Membership & accountability
Resource co-ops fail when “one member = one vote” becomes “one attacker = many accounts”.
So the co-op needs membership that is:
- non-transferable (no resale market for identities)
- portable (members can prove what they’re entitled to)
- accountable (misbehavior has a cost)
Co-op membership (not “citizenship”)
We can use co-op language to avoid unnecessary crypto branding:
- Membership: a non-transferable member credential.
- Member dues: recurring payments that keep membership active.
- Bond/stake: escrow that can be slashed for abuse.
Sybil resistance primitives
Different co-ops will choose different gates:
- KYC (where legally required)
- proof-of-personhood / social verification
- stake-based admission
- sponsor-based admission (existing members vouch)

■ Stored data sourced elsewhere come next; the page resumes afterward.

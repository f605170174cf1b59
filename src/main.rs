// Copyright (c) 2025 Soumyadip Sarkar.
// All rights reserved.
//
// This source code is licensed under the license found in the
// LICENSE file in the root directory of this source tree.

use anyhow::Result;

use chairbook::{cli, commands, config, db, utils};

fn main() -> Result<()> {
    utils::init_tracing();
    let cli = cli::build_cli();
    let matches = cli.get_matches();

    let db_flag = cli::global_value(&matches, "db");
    let shop_flag = cli::global_value(&matches, "shop");
    let store = db::open_or_init(db_flag.as_deref())?;
    let shop = || config::require_shop(store.connection(), shop_flag.as_deref());

    match matches.subcommand() {
        Some(("init", _)) => {
            println!(
                "Database initialized at {}",
                db::db_path(db_flag.as_deref())?.display()
            );
        }
        Some(("config", sub)) => {
            let path = db::db_path(db_flag.as_deref())?.display().to_string();
            commands::settings::handle(&store, path, shop_flag.as_deref(), sub)?
        }
        Some(("client", sub)) => commands::clients::handle(&store, &shop()?, sub)?,
        Some(("pro", sub)) => commands::professionals::handle(&store, &shop()?, sub)?,
        Some(("service", sub)) => commands::services::handle(&store, &shop()?, sub)?,
        Some(("appt", sub)) => commands::appointments::handle(&store, &shop()?, sub)?,
        Some(("cash", sub)) => commands::cash::handle(&store, &shop()?, sub)?,
        Some(("report", sub)) => commands::reports::handle(&store, &shop()?, sub)?,
        Some(("export", sub)) => commands::exporter::handle(&store, &shop()?, sub)?,
        Some(("doctor", _)) => commands::doctor::handle(&store, &shop()?)?,
        _ => {
            cli::build_cli().print_help()?;
            println!();
        }
    }
    Ok(())
}
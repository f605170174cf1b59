// Copyright (c) 2025 Soumyadip Sarkar.
// All rights reserved.
//
// This source code is licensed under the license found in the
// LICENSE file in the root directory of this source tree.

use chrono::NaiveDateTime;
use rust_decimal::Decimal;
use serde::{Deserialize, Serialize};
use std::fmt;
use std::str::FromStr;

pub type ShopId = String;
pub type RecordId = i64;

/// Largest amount a single price or ledger entry may carry: one billion
/// currency units. Keeps every sum over a shop's ledger inside `i64`.
pub const MAX_AMOUNT_CENTS: i64 = 100_000_000_000;

#[derive(Debug, Clone, PartialEq, Serialize, Deserialize)]
pub struct Client {
    pub id: RecordId,
    pub shop_id: ShopId,
    pub name: String,
    pub phone: Option<String>,
}

#[derive(Debug, Clone, PartialEq, Serialize, Deserialize)]
pub struct Professional {
    pub id: RecordId,
    pub shop_id: ShopId,
    pub name: String,
    pub phone: Option<String>,
}

#[derive(Debug, Clone, PartialEq, Serialize, Deserialize)]
pub struct Service {
    pub id: RecordId,
    pub shop_id: ShopId,
    pub name: String,
    pub price_cents: i64,
    pub duration_minutes: Option<u32>,
    pub commission_percent: Decimal, // 0..=100
}

impl Service {
    /// Commission owed for one appointment of this service, in (fractional) cents.
    pub fn commission_cents(&self) -> Decimal {
        Decimal::from(self.price_cents) * self.commission_percent / Decimal::ONE_HUNDRED
    }
}

#[derive(Debug, Clone, Copy, PartialEq, Eq, Hash, Serialize, Deserialize)]
#[serde(rename_all = "lowercase")]
pub enum AppointmentStatus {
    Scheduled,
    Confirmed,
    Completed,
    Cancelled,
}

impl AppointmentStatus {
    pub const ACTIVE: [AppointmentStatus; 2] =
        [AppointmentStatus::Scheduled, AppointmentStatus::Confirmed];
    pub const PAYABLE: [AppointmentStatus; 2] =
        [AppointmentStatus::Confirmed, AppointmentStatus::Completed];

    pub fn as_str(&self) -> &'static str {
        match self {
            AppointmentStatus::Scheduled => "scheduled",
            AppointmentStatus::Confirmed => "confirmed",
            AppointmentStatus::Completed => "completed",
            AppointmentStatus::Cancelled => "cancelled",
        }
    }

    pub fn is_terminal(&self) -> bool {
        matches!(
            self,
            AppointmentStatus::Completed | AppointmentStatus::Cancelled
        )
    }

    pub fn accepts_payment(&self) -> bool {
        Self::PAYABLE.contains(self)
    }

    /// Applies `event` to this status, returning the next one if the
    /// transition exists.
    pub fn apply(self, event: AppointmentEvent) -> Option<AppointmentStatus> {
        use AppointmentEvent as E;
        use AppointmentStatus as S;
        match (self, event) {
            (S::Scheduled, E::Confirm) => Some(S::Confirmed),
            (S::Confirmed, E::Complete) => Some(S::Completed),
            (S::Scheduled | S::Confirmed, E::Cancel) => Some(S::Cancelled),
            _ => None,
        }
    }
}

impl fmt::Display for AppointmentStatus {
    fn fmt(&self, f: &mut fmt::Formatter<'_>) -> fmt::Result {
        f.write_str(self.as_str())
    }
}

impl FromStr for AppointmentStatus {
    type Err = String;

    fn from_str(s: &str) -> Result<Self, Self::Err> {
        match s.trim().to_ascii_lowercase().as_str() {
            "scheduled" => Ok(AppointmentStatus::Scheduled),
            "confirmed" => Ok(AppointmentStatus::Confirmed),
            "completed" => Ok(AppointmentStatus::Completed),
            "cancelled" | "canceled" => Ok(AppointmentStatus::Cancelled),
            other => Err(format!("unknown appointment status '{}'", other)),
        }
    }
}

#[derive(Debug, Clone, Copy, PartialEq, Eq, Serialize, Deserialize)]
#[serde(rename_all = "lowercase")]
pub enum AppointmentEvent {
    Confirm,
    Complete,
    Cancel,
}

impl fmt::Display for AppointmentEvent {
    fn fmt(&self, f: &mut fmt::Formatter<'_>) -> fmt::Result {
        f.write_str(match self {
            AppointmentEvent::Confirm => "confirm",
            AppointmentEvent::Complete => "complete",
            AppointmentEvent::Cancel => "cancel",
        })
    }
}

#[derive(Debug, Clone, PartialEq, Serialize, Deserialize)]
pub struct Appointment {
    pub id: RecordId,
    pub shop_id: ShopId,
    pub client_id: RecordId,
    pub professional_id: RecordId,
    pub service_id: RecordId,
    pub start_time: NaiveDateTime,
    pub status: AppointmentStatus,
}

/// A booking request that has not been persisted yet.
#[derive(Debug, Clone, PartialEq)]
pub struct NewAppointment {
    pub shop_id: ShopId,
    pub client_id: RecordId,
    pub professional_id: RecordId,
    pub service_id: RecordId,
    pub start_time: NaiveDateTime,
}

#[derive(Debug, Clone, Copy, PartialEq, Eq, Hash, Serialize, Deserialize)]
#[serde(rename_all = "lowercase")]
pub enum Direction {
    In,
    Out,
}

impl Direction {
    pub fn as_str(&self) -> &'static str {
        match self {
            Direction::In => "in",
            Direction::Out => "out",
        }
    }

    pub fn opposite(&self) -> Direction {
        match self {
            Direction::In => Direction::Out,
            Direction::Out => Direction::In,
        }
    }
}

impl fmt::Display for Direction {
    fn fmt(&self, f: &mut fmt::Formatter<'_>) -> fmt::Result {
        f.write_str(self.as_str())
    }
}

impl FromStr for Direction {
    type Err = String;

    fn from_str(s: &str) -> Result<Self, Self::Err> {
        match s.trim().to_ascii_lowercase().as_str() {
            "in" => Ok(Direction::In),
            "out" => Ok(Direction::Out),
            other => Err(format!("unknown direction '{}', expected in|out", other)),
        }
    }
}

#[derive(Debug, Clone, Copy, PartialEq, Eq, Hash, Serialize, Deserialize)]
#[serde(rename_all = "lowercase")]
pub enum PaymentMethod {
    Cash,
    Card,
    Pix,
    Other,
}

impl PaymentMethod {
    pub fn as_str(&self) -> &'static str {
        match self {
            PaymentMethod::Cash => "cash",
            PaymentMethod::Card => "card",
            PaymentMethod::Pix => "pix",
            PaymentMethod::Other => "other",
        }
    }
}

impl fmt::Display for PaymentMethod {
    fn fmt(&self, f: &mut fmt::Formatter<'_>) -> fmt::Result {
        f.write_str(self.as_str())
    }
}

impl FromStr for PaymentMethod {
    type Err = String;

    fn from_str(s: &str) -> Result<Self, Self::Err> {
        match s.trim().to_ascii_lowercase().as_str() {
            "cash" => Ok(PaymentMethod::Cash),
            "card" => Ok(PaymentMethod::Card),
            "pix" => Ok(PaymentMethod::Pix),
            "other" => Ok(PaymentMethod::Other),
            other => Err(format!(
                "unknown payment method '{}', expected cash|card|pix|other",
                other
            )),
        }
    }
}

#[derive(Debug, Clone, PartialEq, Serialize, Deserialize)]
pub struct LedgerEntry {
    pub id: RecordId,
    pub shop_id: ShopId,
    pub amount_cents: i64,
    pub direction: Direction,
    pub method: PaymentMethod,
    pub occurred_at: NaiveDateTime,
    pub appointment_id: Option<RecordId>,
    /// Set on a compensating entry: the entry it offsets.
    pub reverses: Option<RecordId>,
}

impl LedgerEntry {
    /// In counts positive, Out negative.
    pub fn signed_cents(&self) -> i64 {
        match self.direction {
            Direction::In => self.amount_cents,
            Direction::Out => -self.amount_cents,
        }
    }
}

#[derive(Debug, Clone, PartialEq)]
pub struct NewLedgerEntry {
    pub shop_id: ShopId,
    pub amount_cents: i64,
    pub direction: Direction,
    pub method: PaymentMethod,
    pub occurred_at: NaiveDateTime,
    pub appointment_id: Option<RecordId>,
    pub reverses: Option<RecordId>,
}
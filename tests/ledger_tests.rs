// Copyright (c) 2025 Soumyadip Sarkar.
// All rights reserved.
//
// This source code is licensed under the license found in the
// LICENSE file in the root directory of this source tree.

use chairbook::models::{AppointmentStatus, Direction, MAX_AMOUNT_CENTS, PaymentMethod};
use chairbook::notify::RecordingNotifier;
use chairbook::store::{EntityStore, SqliteStore};
use chairbook::time::{FixedClock, TimeRange};
use chairbook::{EngineError, Ledger, Scheduler};
use chrono::{NaiveDate, NaiveDateTime};
use rust_decimal::Decimal;

const SHOP: &str = "shop-a";

fn at(s: &str) -> NaiveDateTime {
    NaiveDateTime::parse_from_str(s, "%Y-%m-%d %H:%M").unwrap()
}

fn day(s: &str) -> NaiveDate {
    NaiveDate::parse_from_str(s, "%Y-%m-%d").unwrap()
}

/// Store with one booked appointment; returns its id.
fn setup() -> (SqliteStore, i64) {
    let store = SqliteStore::open_in_memory().unwrap();
    let client = store.insert_client(SHOP, "Ana", None).unwrap().id;
    let pro = store.insert_professional(SHOP, "Bruno", None).unwrap().id;
    let svc = store
        .insert_service(SHOP, "Haircut", 5000, Some(30), Decimal::from(20))
        .unwrap()
        .id;
    let notifier = RecordingNotifier::default();
    let appt = Scheduler::new(&store, &notifier)
        .book(SHOP, client, pro, svc, at("2025-04-01 10:00"))
        .unwrap();
    (store, appt.id)
}

#[test]
fn balance_is_in_minus_out() {
    let (store, _) = setup();
    let clock = FixedClock(at("2025-04-01 12:00"));
    let ledger = Ledger::new(&store, &clock);
    ledger
        .record_payment(SHOP, 3000, PaymentMethod::Cash, Direction::In, None)
        .unwrap();
    ledger
        .record_payment(SHOP, 1000, PaymentMethod::Pix, Direction::Out, None)
        .unwrap();
    let today = TimeRange::day_of(day("2025-04-01"));
    assert_eq!(ledger.balance(SHOP, &today).unwrap(), 2000);

    let sheet = ledger.day_sheet(SHOP, day("2025-04-01")).unwrap();
    assert_eq!(sheet.balance_cents, 2000);
    assert_eq!(sheet.entries.len(), 2);
    // newest first
    assert!(sheet.entries[0].id > sheet.entries[1].id);

    assert_eq!(
        ledger
            .balance(SHOP, &TimeRange::day_of(day("2025-04-02")))
            .unwrap(),
        0
    );
}

#[test]
fn balance_is_additive_over_adjacent_periods() {
    let (store, _) = setup();
    for (when, cents, dir) in [
        ("2025-04-01 09:00", 1500, Direction::In),
        ("2025-04-01 23:59", 700, Direction::Out),
        ("2025-04-02 00:00", 2500, Direction::In),
        ("2025-04-03 18:30", 400, Direction::In),
    ] {
        let clock = FixedClock(at(when));
        Ledger::new(&store, &clock)
            .record_payment(SHOP, cents, PaymentMethod::Card, dir, None)
            .unwrap();
    }
    let clock = FixedClock(at("2025-04-04 00:00"));
    let ledger = Ledger::new(&store, &clock);
    let split = at("2025-04-02 00:00");
    let a = TimeRange::new(at("2025-04-01 00:00"), split).unwrap();
    let b = TimeRange::new(split, at("2025-04-04 00:00")).unwrap();
    let whole = TimeRange::new(a.start, b.end).unwrap();
    let (ba, bb) = (
        ledger.balance(SHOP, &a).unwrap(),
        ledger.balance(SHOP, &b).unwrap(),
    );
    assert_eq!(ba, 800);
    assert_eq!(bb, 2900);
    assert_eq!(ledger.balance(SHOP, &whole).unwrap(), ba + bb);
}

#[test]
fn non_positive_amounts_are_rejected() {
    let (store, _) = setup();
    let clock = FixedClock(at("2025-04-01 12:00"));
    let ledger = Ledger::new(&store, &clock);
    for bad in [0, -100, MAX_AMOUNT_CENTS + 1, i64::MAX / 2 + 1] {
        assert!(matches!(
            ledger.record_payment(SHOP, bad, PaymentMethod::Cash, Direction::In, None),
            Err(EngineError::InvalidAmount(v)) if v == bad
        ));
    }
    assert!(
        ledger
            .entries(SHOP, &TimeRange::everything())
            .unwrap()
            .is_empty()
    );
}

#[test]
fn payments_need_a_confirmed_or_completed_appointment() {
    let (store, appt) = setup();
    let clock = FixedClock(at("2025-04-01 12:00"));
    let ledger = Ledger::new(&store, &clock);
    let notifier = RecordingNotifier::default();
    let scheduler = Scheduler::new(&store, &notifier);

    assert!(matches!(
        ledger.record_payment(SHOP, 5000, PaymentMethod::Cash, Direction::In, Some(appt)),
        Err(EngineError::IneligibleAppointment {
            status: Some(AppointmentStatus::Scheduled),
            ..
        })
    ));
    assert!(matches!(
        ledger.record_payment(SHOP, 5000, PaymentMethod::Cash, Direction::In, Some(777)),
        Err(EngineError::IneligibleAppointment { status: None, .. })
    ));

    scheduler.confirm(SHOP, appt).unwrap();
    ledger
        .record_payment(SHOP, 2500, PaymentMethod::Pix, Direction::In, Some(appt))
        .unwrap();
    scheduler.complete(SHOP, appt).unwrap();
    let e = ledger
        .record_payment(SHOP, 2500, PaymentMethod::Card, Direction::In, Some(appt))
        .unwrap();
    assert_eq!(e.appointment_id, Some(appt));
}

#[test]
fn cancelled_appointment_takes_no_payment() {
    let (store, appt) = setup();
    let notifier = RecordingNotifier::default();
    Scheduler::new(&store, &notifier).cancel(SHOP, appt).unwrap();
    let clock = FixedClock(at("2025-04-01 12:00"));
    let err = Ledger::new(&store, &clock)
        .record_payment(SHOP, 5000, PaymentMethod::Cash, Direction::In, Some(appt))
        .unwrap_err();
    assert!(matches!(
        err,
        EngineError::IneligibleAppointment {
            status: Some(AppointmentStatus::Cancelled),
            ..
        }
    ));
}

#[test]
fn reversal_adds_an_opposite_entry() {
    let (store, appt) = setup();
    let notifier = RecordingNotifier::default();
    let scheduler = Scheduler::new(&store, &notifier);
    scheduler.confirm(SHOP, appt).unwrap();
    let clock = FixedClock(at("2025-04-01 12:00"));
    let ledger = Ledger::new(&store, &clock);
    let paid = ledger
        .record_payment(SHOP, 5000, PaymentMethod::Card, Direction::In, Some(appt))
        .unwrap();

    let rev = ledger.reverse(SHOP, paid.id).unwrap();
    assert_ne!(rev.id, paid.id);
    assert_eq!(rev.direction, Direction::Out);
    assert_eq!(rev.amount_cents, 5000);
    assert_eq!(rev.method, PaymentMethod::Card);
    assert_eq!(rev.appointment_id, Some(appt));
    assert_eq!(rev.reverses, Some(paid.id));
    assert_eq!(
        ledger.balance(SHOP, &TimeRange::everything()).unwrap(),
        0
    );
    // the original is untouched
    assert_eq!(store.get_ledger_entry(SHOP, paid.id).unwrap(), Some(paid.clone()));

    // once cancelled the reversal no longer points at the appointment
    scheduler.cancel(SHOP, appt).unwrap();
    let again = ledger.reverse(SHOP, rev.id).unwrap();
    assert_eq!(again.direction, Direction::In);
    assert_eq!(again.appointment_id, None);
    assert_eq!(again.reverses, Some(rev.id));

    assert!(matches!(
        ledger.reverse(SHOP, 9999),
        Err(EngineError::NotFound { .. })
    ));
}

#[test]
fn ledger_rows_cannot_be_edited_or_removed() {
    let (store, _) = setup();
    let clock = FixedClock(at("2025-04-01 12:00"));
    let entry = Ledger::new(&store, &clock)
        .record_payment(SHOP, 1000, PaymentMethod::Cash, Direction::In, None)
        .unwrap();
    let conn = store.connection();
    assert!(
        conn.execute(
            "UPDATE ledger_entries SET amount_cents=1 WHERE id=?1",
            [entry.id]
        )
        .is_err()
    );
    assert!(
        conn.execute("DELETE FROM ledger_entries WHERE id=?1", [entry.id])
            .is_err()
    );
    assert_eq!(store.get_ledger_entry(SHOP, entry.id).unwrap(), Some(entry));
}

#[test]
fn an_entry_is_reversed_at_most_once() {
    let (store, _) = setup();
    let clock = FixedClock(at("2025-04-01 12:00"));
    let ledger = Ledger::new(&store, &clock);
    let paid = ledger
        .record_payment(SHOP, 1500, PaymentMethod::Cash, Direction::In, None)
        .unwrap();
    let rev = ledger.reverse(SHOP, paid.id).unwrap();

    match ledger.reverse(SHOP, paid.id).unwrap_err() {
        EngineError::AlreadyReversed { entry_id, by } => {
            assert_eq!(entry_id, paid.id);
            assert_eq!(by, rev.id);
        }
        other => panic!("unexpected error: {other}"),
    }
    assert_eq!(
        ledger.entries(SHOP, &TimeRange::everything()).unwrap().len(),
        2
    );
    assert_eq!(
        ledger.balance(SHOP, &TimeRange::everything()).unwrap(),
        0
    );
}

#[test]
fn largest_amounts_still_sum_without_overflow() {
    let (store, _) = setup();
    let clock = FixedClock(at("2025-04-01 12:00"));
    let ledger = Ledger::new(&store, &clock);
    for _ in 0..3 {
        ledger
            .record_payment(SHOP, MAX_AMOUNT_CENTS, PaymentMethod::Card, Direction::In, None)
            .unwrap();
    }
    assert_eq!(
        ledger.balance(SHOP, &TimeRange::everything()).unwrap(),
        3 * MAX_AMOUNT_CENTS
    );
    assert!(matches!(
        ledger.record_payment(SHOP, i64::MAX / 2 + 1, PaymentMethod::Card, Direction::In, None),
        Err(EngineError::InvalidAmount(_))
    ));
}
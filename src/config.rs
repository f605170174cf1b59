// Copyright (c) 2025 Soumyadip Sarkar.
// All rights reserved.
//
// This source code is licensed under the license found in the
// LICENSE file in the root directory of this source tree.

use anyhow::{Result, bail};
use rusqlite::{Connection, OptionalExtension, params};
use serde::Serialize;

use crate::notify::DEFAULT_COUNTRY_CODE;

pub const SHOP_ENV: &str = "CHAIRBOOK_SHOP";
const DEFAULT_SHOP_KEY: &str = "default_shop";
const COUNTRY_CODE_KEY: &str = "phone_country_code";

pub fn get_setting(conn: &Connection, key: &str) -> Result<Option<String>> {
    let v: Option<String> = conn
        .query_row(
            "SELECT value FROM settings WHERE key=?1",
            params![key],
            |r| r.get(0),
        )
        .optional()?;
    Ok(v)
}

pub fn set_setting(conn: &Connection, key: &str, value: &str) -> Result<()> {
    conn.execute(
        "INSERT INTO settings(key, value) VALUES(?1, ?2)
         ON CONFLICT(key) DO UPDATE SET value=excluded.value",
        params![key, value],
    )?;
    Ok(())
}

pub fn get_default_shop(conn: &Connection) -> Result<Option<String>> {
    get_setting(conn, DEFAULT_SHOP_KEY)
}

pub fn set_default_shop(conn: &Connection, shop: &str) -> Result<()> {
    let shop = shop.trim();
    if shop.is_empty() {
        bail!("Shop id cannot be empty");
    }
    set_setting(conn, DEFAULT_SHOP_KEY, shop)
}

pub fn get_country_code(conn: &Connection) -> Result<String> {
    Ok(get_setting(conn, COUNTRY_CODE_KEY)?.unwrap_or_else(|| DEFAULT_COUNTRY_CODE.to_string()))
}

pub fn set_country_code(conn: &Connection, code: &str) -> Result<()> {
    let code = code.trim().trim_start_matches('+');
    if code.is_empty() || !code.chars().all(|c| c.is_ascii_digit()) {
        bail!("Invalid country code '{}', expected digits like 55", code);
    }
    set_setting(conn, COUNTRY_CODE_KEY, code)
}

/// Effective settings after applying flag and environment overrides.
#[derive(Debug, Clone, Serialize)]
pub struct Settings {
    pub db_path: String,
    pub shop: Option<String>,
    pub phone_country_code: String,
}

/// Shop precedence: `--shop` flag, `CHAIRBOOK_SHOP`, stored default.
pub fn resolve_shop(conn: &Connection, flag: Option<&str>) -> Result<Option<String>> {
    if let Some(s) = flag.map(str::trim).filter(|s| !s.is_empty()) {
        return Ok(Some(s.to_string()));
    }
    if let Ok(s) = std::env::var(SHOP_ENV) {
        if !s.trim().is_empty() {
            return Ok(Some(s.trim().to_string()));
        }
    }
    get_default_shop(conn)
}

pub fn require_shop(conn: &Connection, flag: Option<&str>) -> Result<String> {
    match resolve_shop(conn, flag)? {
        Some(s) => Ok(s),
        None => bail!(
            "No shop selected: pass --shop, set {} or run `chairbook config set-shop <id>`",
            SHOP_ENV
        ),
    }
}

pub fn load(conn: &Connection, db_path: String, shop_flag: Option<&str>) -> Result<Settings> {
    Ok(Settings {
        db_path,
        shop: resolve_shop(conn, shop_flag)?,
        phone_country_code: get_country_code(conn)?,
    })
}
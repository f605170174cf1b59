// Copyright (c) 2025 Soumyadip Sarkar.
// All rights reserved.
//
// This source code is licensed under the license found in the
// LICENSE file in the root directory of this source tree.

use crate::ledger::Ledger;
use crate::models::{Direction, LedgerEntry, PaymentMethod};
use crate::store::SqliteStore;
use crate::time::{Clock, SystemClock, TimeRange};
use crate::utils::{
    date_window, fmt_cents, maybe_print_json, parse_date, parse_money, pretty_table,
};
use anyhow::{Result, anyhow, bail};
use serde_json::json;

pub fn handle(store: &SqliteStore, shop: &str, m: &clap::ArgMatches) -> Result<()> {
    let ledger = Ledger::new(store, &SystemClock);
    match m.subcommand() {
        Some(("record", sub)) => {
            let amount = parse_money(sub.get_one::<String>("amount").unwrap())?;
            let method: PaymentMethod = sub
                .get_one::<String>("method")
                .unwrap()
                .parse()
                .map_err(|e: String| anyhow!(e))?;
            let direction: Direction = sub
                .get_one::<String>("direction")
                .unwrap()
                .parse()
                .map_err(|e: String| anyhow!(e))?;
            let appt = sub.get_one::<i64>("appointment").copied();
            let entry = ledger.record_payment(shop, amount, method, direction, appt)?;
            println!(
                "Recorded entry #{}: {} {} via {}",
                entry.id,
                entry.direction,
                fmt_cents(entry.amount_cents),
                entry.method
            );
        }
        Some(("reverse", sub)) => {
            let id = *sub.get_one::<i64>("id").unwrap();
            let entry = ledger.reverse(shop, id)?;
            println!(
                "Reversed entry #{} with #{} ({} {})",
                id,
                entry.id,
                entry.direction,
                fmt_cents(entry.amount_cents)
            );
        }
        Some(("list", sub)) => {
            let day = match sub.get_one::<String>("day") {
                Some(d) => parse_date(d)?,
                None => SystemClock.now().date(),
            };
            let sheet = ledger.day_sheet(shop, day)?;
            if !maybe_print_json(sub.get_flag("json"), sub.get_flag("jsonl"), &sheet.entries)? {
                println!(
                    "{}",
                    pretty_table(
                        &["ID", "Time", "Dir", "Amount", "Method", "Appt"],
                        entry_rows(&sheet.entries)
                    )
                );
                println!(
                    "Balance for {}: {}",
                    sheet.day,
                    fmt_cents(sheet.balance_cents)
                );
            }
        }
        Some(("balance", sub)) => {
            let range = balance_range(sub)?;
            let balance = ledger.balance(shop, &range)?;
            let payload = json!({
                "from": range.start,
                "to": range.end,
                "balance_cents": balance,
            });
            if !maybe_print_json(sub.get_flag("json"), sub.get_flag("jsonl"), &payload)? {
                println!("{}", fmt_cents(balance));
            }
        }
        _ => {}
    }
    Ok(())
}

fn balance_range(sub: &clap::ArgMatches) -> Result<TimeRange> {
    let day = sub.get_one::<String>("day");
    let window = date_window(sub.get_one::<String>("from"), sub.get_one::<String>("to"))?;
    match (day, window) {
        (Some(_), Some(_)) => bail!("Use either --day or --from/--to, not both"),
        (Some(d), None) => Ok(TimeRange::day_of(parse_date(d)?)),
        (None, Some(w)) => Ok(w),
        (None, None) => Ok(TimeRange::day_of(SystemClock.now().date())),
    }
}

fn entry_rows(entries: &[LedgerEntry]) -> Vec<Vec<String>> {
    entries
        .iter()
        .map(|e| {
            vec![
                e.id.to_string(),
                e.occurred_at.format("%H:%M:%S").to_string(),
                e.direction.to_string(),
                fmt_cents(e.amount_cents),
                e.method.to_string(),
                e.appointment_id.map(|a| a.to_string()).unwrap_or_default(),
            ]
        })
        .collect()
}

The important part: membership is costly enough to make Sybil attacks uneconomic.
Agents can be members too
Some co-ops may allow AI agents as members.
The rule isn’t “must be a human soul” — it’s:
- post a bond
- satisfy admission checks
- accept auditability and slashing conditions
This makes agents first-class economic actors without giving them free, unaccountable identities.
The member ledger (Merkleized state)
Each member has a state object:
- entitlements (baseline quotas, priority class, reserved capacity)
- ownership/holdings in the co-op (shares, if any)
- reputation / compliance flags (minimal and appealable)
Represent this as a Merkle tree so members can:
- prove entitlements without revealing everything
- port membership state between systems
Property tax vs dues
“Property tax” captures an important idea: membership has ongoing cost proportional to what you control.
But “dues + bond” is often clearer:
- dues fund maintenance and public goods
- bond provides slashing surface for abuse
Exit ramps
Membership systems should make leaving easy:
- export your entitlements/history
- revoke agent permissions and keys
- settle final balance
Exit ramps prevent lock-in and force systems to compete on quality.